Покончив с супом и мясом, Абуталиб собрал со стола все хлебные крошки и положил в рот. Затем выпил еще немного и разгладил усы.
— Может, теперь хочешь чаю?
— Теперь мой чай — снова табак. Скажи мне, Расул, чем отличается папироска от всякой вещи?
— Не знаю.
— Всякая вещь, когда ее тянешь, делается длиннее, а эта, наоборот, укорачивается, — и он засмеялся, довольный своей немудреной загадкой.
— Много ты куришь, Абуталиб, не вредно ли для здоровья?
— Говорят, после сытного обеда закуривает даже сам аллах.

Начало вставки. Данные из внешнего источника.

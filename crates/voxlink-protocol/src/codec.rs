use base64::{engine::general_purpose::STANDARD, Engine as _};
use thiserror::Error;

/// Fragment container magic
pub const FRAGMENT_MAGIC: [u8; 2] = *b"VX";

/// Current container version
pub const FRAGMENT_VERSION: u8 = 1;

/// Header size for a fragment container:
/// - 2 bytes: magic
/// - 1 byte: version
/// - 1 byte: codec
/// - 4 bytes: sample rate
/// - 1 byte: channel count
pub const FRAGMENT_HEADER_SIZE: usize = 9;

/// Sample rates a fragment may declare, in Hz
pub const SUPPORTED_SAMPLE_RATES: std::ops::RangeInclusive<u32> = 8_000..=192_000;

/// Most channels a fragment may declare
pub const MAX_CHANNELS: u8 = 8;

/// Whether audio in this format can be played back and resampled
pub fn is_supported_format(sample_rate: u32, channels: u8) -> bool {
    SUPPORTED_SAMPLE_RATES.contains(&sample_rate) && (1..=MAX_CHANNELS).contains(&channels)
}

#[derive(Error, Debug, Clone, PartialEq, Eq)]
pub enum DecodeError {
    #[error("Invalid base64 payload: {0}")]
    InvalidBase64(String),

    #[error("Unsupported encoding: {0}")]
    UnsupportedEncoding(String),

    #[error("Corrupt fragment: {0}")]
    Corrupt(String),

    #[error("Malformed message: {0}")]
    Malformed(String),
}

pub type DecodeResult<T> = Result<T, DecodeError>;

/// Payload encodings a fragment may carry
#[derive(Debug, Clone, Copy, PartialEq, Eq, Hash)]
#[repr(u8)]
pub enum AudioCodec {
    /// Signed 16-bit little-endian PCM
    Pcm16 = 0x01,
    /// G.711 µ-law, one byte per sample
    MuLaw = 0x02,
}

impl AudioCodec {
    pub fn from_byte(byte: u8) -> Option<Self> {
        match byte {
            0x01 => Some(Self::Pcm16),
            0x02 => Some(Self::MuLaw),
            _ => None,
        }
    }
}

/// Decoded audio: interleaved signed 16-bit samples
#[derive(Debug, Clone, PartialEq, Eq)]
pub struct PcmFrame {
    pub sample_rate: u32,
    pub channels: u8,
    pub samples: Vec<i16>,
}

impl PcmFrame {
    pub fn new(sample_rate: u32, channels: u8, samples: Vec<i16>) -> Self {
        Self {
            sample_rate,
            channels,
            samples,
        }
    }

    /// Samples per channel
    pub fn frames(&self) -> usize {
        self.samples.len() / self.channels.max(1) as usize
    }

    /// Playback length in milliseconds
    pub fn duration_ms(&self) -> u64 {
        if self.sample_rate == 0 {
            return 0;
        }
        self.frames() as u64 * 1000 / self.sample_rate as u64
    }
}

/// Wrap a frame in the fragment container
pub fn encode_fragment(frame: &PcmFrame, codec: AudioCodec) -> Vec<u8> {
    let body_len = match codec {
        AudioCodec::Pcm16 => frame.samples.len() * 2,
        AudioCodec::MuLaw => frame.samples.len(),
    };

    let mut buf = Vec::with_capacity(FRAGMENT_HEADER_SIZE + body_len);
    buf.extend_from_slice(&FRAGMENT_MAGIC);
    buf.push(FRAGMENT_VERSION);
    buf.push(codec as u8);
    buf.extend_from_slice(&frame.sample_rate.to_be_bytes());
    buf.push(frame.channels);

    match codec {
        AudioCodec::Pcm16 => {
            for sample in &frame.samples {
                buf.extend_from_slice(&sample.to_le_bytes());
            }
        }
        AudioCodec::MuLaw => buf.extend(frame.samples.iter().map(|&s| mulaw_encode(s))),
    }

    buf
}

/// Parse a fragment container back into PCM
pub fn decode_fragment(data: &[u8]) -> DecodeResult<PcmFrame> {
    if data.len() < FRAGMENT_HEADER_SIZE {
        return Err(DecodeError::Corrupt(format!(
            "{} bytes is shorter than the header",
            data.len()
        )));
    }

    if data[0..2] != FRAGMENT_MAGIC {
        return Err(DecodeError::UnsupportedEncoding(format!(
            "unknown magic {:02X}{:02X}",
            data[0], data[1]
        )));
    }
    if data[2] != FRAGMENT_VERSION {
        return Err(DecodeError::UnsupportedEncoding(format!(
            "container version {}",
            data[2]
        )));
    }
    let codec = AudioCodec::from_byte(data[3])
        .ok_or_else(|| DecodeError::UnsupportedEncoding(format!("codec 0x{:02X}", data[3])))?;

    let sample_rate = u32::from_be_bytes([data[4], data[5], data[6], data[7]]);
    let channels = data[8];
    if sample_rate == 0 || channels == 0 {
        return Err(DecodeError::Corrupt(format!(
            "invalid format {sample_rate} Hz / {channels} channels"
        )));
    }
    if !is_supported_format(sample_rate, channels) {
        return Err(DecodeError::UnsupportedEncoding(format!(
            "{sample_rate} Hz / {channels} channels"
        )));
    }

    let body = &data[FRAGMENT_HEADER_SIZE..];
    let samples = match codec {
        AudioCodec::Pcm16 => {
            if body.len() % 2 != 0 {
                return Err(DecodeError::Corrupt(format!(
                    "odd PCM body length {}",
                    body.len()
                )));
            }
            body.chunks_exact(2)
                .map(|pair| i16::from_le_bytes([pair[0], pair[1]]))
                .collect()
        }
        AudioCodec::MuLaw => body.iter().map(|&b| mulaw_decode(b)).collect(),
    };

    Ok(PcmFrame {
        sample_rate,
        channels,
        samples,
    })
}

/// Base64 transport encoding for broadcast payloads
pub fn to_transport(data: &[u8]) -> String {
    STANDARD.encode(data)
}

pub fn from_transport(text: &str) -> DecodeResult<Vec<u8>> {
    STANDARD
        .decode(text.trim())
        .map_err(|e| DecodeError::InvalidBase64(e.to_string()))
}

const MULAW_BIAS: i32 = 0x84;
const MULAW_CLIP: i32 = 32635;

/// G.711 µ-law compress one sample
pub fn mulaw_encode(sample: i16) -> u8 {
    let mut pcm = sample as i32;
    let sign = if pcm < 0 {
        pcm = -pcm;
        0x80
    } else {
        0
    };
    pcm = pcm.min(MULAW_CLIP) + MULAW_BIAS;

    let mut exponent = 7;
    let mut mask = 0x4000;
    while exponent > 0 && pcm & mask == 0 {
        exponent -= 1;
        mask >>= 1;
    }
    let mantissa = (pcm >> (exponent + 3)) & 0x0F;

    !(sign | (exponent << 4) as u8 | mantissa as u8)
}

/// G.711 µ-law expand one sample
pub fn mulaw_decode(byte: u8) -> i16 {
    let byte = !byte;
    let sign = byte & 0x80;
    let exponent = ((byte >> 4) & 0x07) as i32;
    let mantissa = (byte & 0x0F) as i32;
    let magnitude = (((mantissa << 3) + MULAW_BIAS) << exponent) - MULAW_BIAS;
    if sign != 0 {
        -magnitude as i16
    } else {
        magnitude as i16
    }
}

#[cfg(test)]
mod tests {
    use super::*;

    fn tone(len: usize) -> PcmFrame {
        let samples = (0..len).map(|i| ((i as i32 * 517) % 20000 - 10000) as i16).collect();
        PcmFrame::new(48000, 1, samples)
    }

    #[test]
    fn test_pcm_fragment() {
        let frame = tone(4800);
        let bytes = encode_fragment(&frame, AudioCodec::Pcm16);
        assert_eq!(bytes.len(), FRAGMENT_HEADER_SIZE + 9600);

        let decoded = decode_fragment(&bytes).unwrap();
        assert_eq!(decoded, frame);
        assert_eq!(decoded.duration_ms(), 100);
    }

    #[test]
    fn test_mulaw_is_close() {
        let frame = tone(160);
        let decoded = decode_fragment(&encode_fragment(&frame, AudioCodec::MuLaw)).unwrap();
        assert_eq!(decoded.samples.len(), frame.samples.len());
        for (a, b) in frame.samples.iter().zip(&decoded.samples) {
            let tolerance = (a.unsigned_abs() as i32 / 16).max(16);
            assert!((*a as i32 - *b as i32).abs() <= tolerance, "{a} vs {b}");
        }
        assert_eq!(mulaw_decode(mulaw_encode(0)), 0);
    }

    #[test]
    fn test_rejects_foreign_payloads() {
        // A webm/opus blob as produced by a browser recorder
        let webm = [0x1A, 0x45, 0xDF, 0xA3, 0x9F, 0x42, 0x86, 0x81, 0x01, 0x42];
        assert!(matches!(
            decode_fragment(&webm),
            Err(DecodeError::UnsupportedEncoding(_))
        ));

        let mut bytes = encode_fragment(&tone(10), AudioCodec::Pcm16);
        bytes[3] = 0x7F;
        assert!(matches!(
            decode_fragment(&bytes),
            Err(DecodeError::UnsupportedEncoding(_))
        ));
    }

    #[test]
    fn test_rejects_unplayable_formats() {
        let mut bytes = encode_fragment(&tone(10), AudioCodec::Pcm16);
        bytes[4..8].copy_from_slice(&4_294_967_291u32.to_be_bytes());
        assert!(matches!(
            decode_fragment(&bytes),
            Err(DecodeError::UnsupportedEncoding(_))
        ));

        let mut bytes = encode_fragment(&tone(10), AudioCodec::Pcm16);
        bytes[4..8].copy_from_slice(&4_000u32.to_be_bytes());
        assert!(matches!(
            decode_fragment(&bytes),
            Err(DecodeError::UnsupportedEncoding(_))
        ));

        let mut bytes = encode_fragment(&tone(10), AudioCodec::Pcm16);
        bytes[8] = 200;
        assert!(matches!(
            decode_fragment(&bytes),
            Err(DecodeError::UnsupportedEncoding(_))
        ));

        let narrowband = PcmFrame::new(8000, 2, vec![0; 16]);
        assert!(decode_fragment(&encode_fragment(&narrowband, AudioCodec::MuLaw)).is_ok());
    }

    #[test]
    fn test_rejects_corrupt_payloads() {
        assert!(matches!(decode_fragment(b"VX"), Err(DecodeError::Corrupt(_))));

        let mut bytes = encode_fragment(&tone(10), AudioCodec::Pcm16);
        bytes.pop();
        assert!(matches!(decode_fragment(&bytes), Err(DecodeError::Corrupt(_))));

        let mut bytes = encode_fragment(&tone(10), AudioCodec::Pcm16);
        bytes[8] = 0;
        assert!(matches!(decode_fragment(&bytes), Err(DecodeError::Corrupt(_))));
    }

    #[test]
    fn test_transport_encoding() {
        let bytes = encode_fragment(&tone(32), AudioCodec::Pcm16);
        let text = to_transport(&bytes);
        assert_eq!(from_transport(&text).unwrap(), bytes);
        assert!(matches!(
            from_transport("not*base64!"),
            Err(DecodeError::InvalidBase64(_))
        ));
    }
}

Накурившись, Абуталиб неожиданно спросил:
— Когда будет заседание правления?
— Завтра.
— Не знаешь, заявление Зайнуддина в Литфонд не будет разбираться на этот раз?
— Не знаю, да тебе зачем?
— Расскажу тебе притчу. Когда я был подростком, я пас телят. Телята у меня были смирные. Я свободно лежал на зеленой траве, на солнышке, а они паслись вокруг, и все были довольны: и я, и телята, и хозяйка моих телят. Но потом случилась беда — один бойкий теленок проведал дорогу в овсяное поле. За ним потянулись и остальные. Моя спокойная жизнь на этом и кончилась. Не мог я отвадить телят от овса, и пришлось не отходить от них ни на шаг. Так получилось и с Литфондом для наших поэтов. Жили они спокойно, писали свои книжки, пока не разнюхали про Литфонд. Не знаю, кто из них был самый первый, но теперь-то все они пасутся в Литфонде, как мои телята в овсе. Про стихи они думают меньше, чем про Литфонд. Утром, вставая с постели, они пишут не стихи, а разные заявления о пособиях. Вот и я хочу написать одно заявление, а вы его на правлении обсудите.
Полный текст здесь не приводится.